▸ **Problem**:
Reading through the lines below, count those that include the string "impl"; the answer is that number and nothing else.

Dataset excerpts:
╔══

use serde::{Deserialize, Serialize};
use std::collections::BTreeSet;
use tokio::time::Instant;

use crate::msg::NodeId;

/// Membership table entry for a cluster node.
#[derive(Clone, Debug, Eq, PartialEq)]
pub struct NodeInfo {
    pub id: NodeId,
    pub address: String,
    /// Voting member of the current configuration, as opposed to an observer
    /// that only receives the log.
    pub is_voter: bool,
    /// Last time this node heard from the peer at its current term.
    pub last_heartbeat: Option<Instant>,
}

impl NodeInfo {
    pub fn new(id: NodeId, address: impl Into<String>, is_voter: bool) -> Self {
        Self {
            id,
            address: address.into(),
            is_voter,
            last_heartbeat: None,
        }
    }
}

/// The set of voters whose agreement makes a decision.
///
/// While `Joint`, every quorum decision (votes, commits, leadership checks,
/// reads) needs a majority of `old` and a majority of `new`.
#[derive(Clone, Debug, Eq, PartialEq, Serialize, Deserialize)]
pub enum Configuration {
    Stable(BTreeSet<NodeId>),
    Joint {
        old: BTreeSet<NodeId>,
        new: BTreeSet<NodeId>,
    },
}

impl Configuration {
    pub fn stable(voters: impl IntoIterator<Item = NodeId>) -> Self {
        Configuration::Stable(voters.into_iter().collect())
    }

    pub fn is_joint(&self) -> bool {
        matches!(self, Configuration::Joint { .. })
    }

    /// Every node that votes in any of the active sets.
    pub fn voters(&self) -> BTreeSet<NodeId> {
        match self {
            Configuration::Stable(voters) => voters.clone(),
            Configuration::Joint { old, new } => old.union(new).copied().collect(),
        }
    }

    pub fn is_voter(&self, id: NodeId) -> bool {
        match self {
            Configuration::Stable(voters) => voters.contains(&id),
            Configuration::Joint { old, new } => old.contains(&id) || new.contains(&id),
        }
    }

    /// The target set: the stable voters, or the incoming set while joint.
    pub fn target(&self) -> &BTreeSet<NodeId> {
        match self {
            Configuration::Stable(voters) => voters,
            Configuration::Joint { new, .. } => new,
        }
    }

    /// True if the nodes for which `acked` holds form a quorum.
    pub fn has_quorum(&self, acked: impl Fn(NodeId) -> bool) -> bool {
        match self {
            Configuration::Stable(voters) => majority(voters, &acked),
            Configuration::Joint { old, new } => majority(old, &acked) && majority(new, &acked),
        }
    }
}

fn majority(voters: &BTreeSet<NodeId>, acked: &impl Fn(NodeId) -> bool) -> bool {
    // An empty set agrees to nothing.
    if voters.is_empty() {
        return false;
    }
    let count = voters.iter().filter(|id| acked(**id)).count();
    count > voters.len() / 2
}
fn random_timeout(min_ms: u64, max_ms: u64) -> Duration {
    let mut rng = rand::thread_rng();
    let ms: u64 = rng.gen_range(min_ms..=max_ms);
    Duration::from_millis(ms)
}

#[cfg(test)]
mod tests;
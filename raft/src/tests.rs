use std::collections::BTreeMap;
use std::sync::atomic::{AtomicBool, Ordering};
use std::sync::Arc;
use std::time::Duration;

use super::*;
use crate::msg::SubmitResponse;

/// Every peer is unreachable.
struct NullTransport;

impl Transport for NullTransport {
    fn request_vote(&self, target: NodeId, _: RequestVoteRequest) -> RpcFuture<RequestVoteReply> {
        Box::pin(async move { Err(RaftError::Unreachable(target)) })
    }

    fn append_entries(
        &self,
        target: NodeId,
        _: AppendEntriesRequest,
    ) -> RpcFuture<AppendEntriesReply> {
        Box::pin(async move { Err(RaftError::Unreachable(target)) })
    }

    fn install_snapshot(
        &self,
        target: NodeId,
        _: InstallSnapshotRequest,
    ) -> RpcFuture<InstallSnapshotReply> {
        Box::pin(async move { Err(RaftError::Unreachable(target)) })
    }

    fn client_request(&self, target: NodeId, _: ClientRequest) -> RpcFuture<ClientReply> {
        Box::pin(async move { Err(RaftError::Unreachable(target)) })
    }
}

fn spawn(config: RaftConfig) -> RaftHandle {
    let (handle, _task) =
        RaftNode::spawn(config, Arc::new(NullTransport), Arc::new(TokioScheduler)).unwrap();
    handle
}

/// A node whose timers only fire when the test advances `clock`.
fn spawn_manual(config: RaftConfig) -> (RaftHandle, ManualScheduler) {
    let clock = ManualScheduler::new();
    let (handle, _task) =
        RaftNode::spawn(config, Arc::new(NullTransport), Arc::new(clock.clone())).unwrap();
    (handle, clock)
}

/// Peers that grant every vote and answer every AppendEntries, but never
/// accept an entry. Once disconnected they are unreachable.
#[derive(Default)]
struct StubbornPeers {
    disconnected: AtomicBool,
}

impl StubbornPeers {
    fn disconnect(&self) {
        self.disconnected.store(true, Ordering::SeqCst);
    }

    fn reach(&self, target: NodeId) -> Result<()> {
        if self.disconnected.load(Ordering::SeqCst) {
            Err(RaftError::Unreachable(target))
        } else {
            Ok(())
        }
    }
}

╚══

▸ **Response to the exercise**:
8